Papa! Páápááá!

Hooguit twee was ze en heel klein. Ze droeg een rood jurkje met witte stipjes, witte sokjes in blauwe sandaaltjes en had zacht bruin haar dat in een schattig krulletje over haar ronde bolletje viel. Ze zat in het kinderzitje van de winkelwagen, dat in de rij voor de kassa stond en riep. Om haar vader. ‘Papa?’, klonk het eerst nog zacht en aarzelend. ‘Papa…?’ Ze keek vrolijk om zich heen, maar riep alvast wat harder. ‘Papa! Papa!’ Haar blik werd al wat angstiger en ze draaide zich in alle hoeken om haar papa te zien. ‘Páápáá!’, klonk het nu. ‘Pááápáááá!!’. Maar ze ging niet huilen. Hoewel ze hard om haar vader riep, bleef ze stoer en opgewekt. Ze voelde dat het goed kwam, dat zag ik zo.

Maar ondertussen moest ik dus wel bijna huilen hè?
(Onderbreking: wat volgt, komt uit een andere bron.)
//! Window Manager Core for the Retro Desktop
//!
//! This crate provides the window manager behind the browser desktop shell:
//! - Window lifecycle and stacking (open, close, focus, minimize, maximize)
//! - Tiling layouts (vertical, horizontal, grid, master-detail)
//! - Pointer-driven drag and resize with live adaptive re-tiling
//! - Layout persistence to a key-value store
//!
//! ## Architecture
//!
//! - [`tiling`]: Pure geometry engine computing tile rectangles
//! - [`store`]: Window store, the single writer of window state
//! - [`input`]: Interaction controller for drag and resize gestures
//! - [`persistence`]: Saved layout schema and storage backends
//! - [`window`]: Window records and application kinds
//!
//! Data flows one way: pointer input goes to the interaction controller,
//! which dispatches commands to the store, which publishes a new snapshot.
//!
//! ## Example
//!
//! ```rust
//! use retro_desktop::{
//!     ApplicationKind, Command, DesktopConfig, DesktopEngine, MemoryStore, OpenWindow,
//!     TileLayout,
//! };
//!
//! let mut engine = DesktopEngine::new(DesktopConfig::default(), Box::new(MemoryStore::new()));
//! engine.boot(vec![OpenWindow::new("readme", "README.md", ApplicationKind::TextEditor)]);
//!
//! engine.dispatch(Command::toggle_tile_manager(true));
//! engine.dispatch(Command::set_tile_layout(Some(TileLayout::Grid)));
//!
//! assert_eq!(engine.render_list().len(), 1);
//! ```
//!
//! ## Design Principles
//!
//! 1. **Pure Rust Core**: All state management is pure Rust, testable without a browser
//! 2. **Explicit Store**: No ambient global; callers hold the store or engine
//! 3. **Fail Closed**: Stale window IDs and bad saved data degrade to safe defaults
//! 4. **Minimal Dependencies**: Browser bindings sit behind the `wasm` feature

pub mod error;
pub mod input;
pub mod math;
pub mod persistence;
pub mod store;
pub mod tiling;
pub mod window;

mod config;
mod engine;
mod keyboard;
mod render;
mod taskbar;
mod types;
mod viewport;

// WASM exports (only available with "wasm" feature)
#[cfg(feature = "wasm")]
mod wasm;
#[cfg(feature = "wasm")]
pub use wasm::*;

// Re-export core types for convenience
pub use error::{DesktopError, DesktopResult};
pub use input::{DragState, InputResult, InteractionController, PointerCapture};
pub use math::{Rect, Size, TileRect, Vec2};
pub use persistence::{KeyValueStore, MemoryStore, PersistedLayout, PersistenceAdapter};
pub use store::{Command, WindowManagerState, WindowStore};
pub use tiling::{ActiveOverride, ResizeEdge, TileConfig, TileEngine, TileLayout, TileMap};
pub use window::{AppRegistry, ApplicationKind, BuiltinRegistry, OpenWindow, WindowRecord};

pub use config::DesktopConfig;
pub use engine::DesktopEngine;
pub use keyboard::{shortcut_command, KeyChord};
pub use render::{render_list, RenderItem};
pub use taskbar::{activate_from_taskbar, taskbar_entries, TaskbarEntry};
pub use types::{SubscriptionId, WindowId};
pub use viewport::{Viewport, DEFAULT_TASKBAR_HEIGHT};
Ik kan daar zó slecht tegen, tegen kindertjes die hun ouders niet kunnen vinden in een winkel, tegen hondjes die er buiten vastgebonden staan, tegen zwervende mevrouwen die tegen de gevel zitten en jankend het Straatnieuws verkopen, tegen eenzame oudjes op bankjes in het park: mijn hart breekt gewoon.

Maar gelukkig kwam daar papa om de hoek, met het vergeten flesje afwasmiddel in zijn handen. ‘Papa!’, klonk het opgewekt vanuit het winkelwagentje. Een uitroep vol vertrouwen. Dus toen kon ik rustig gaan betalen.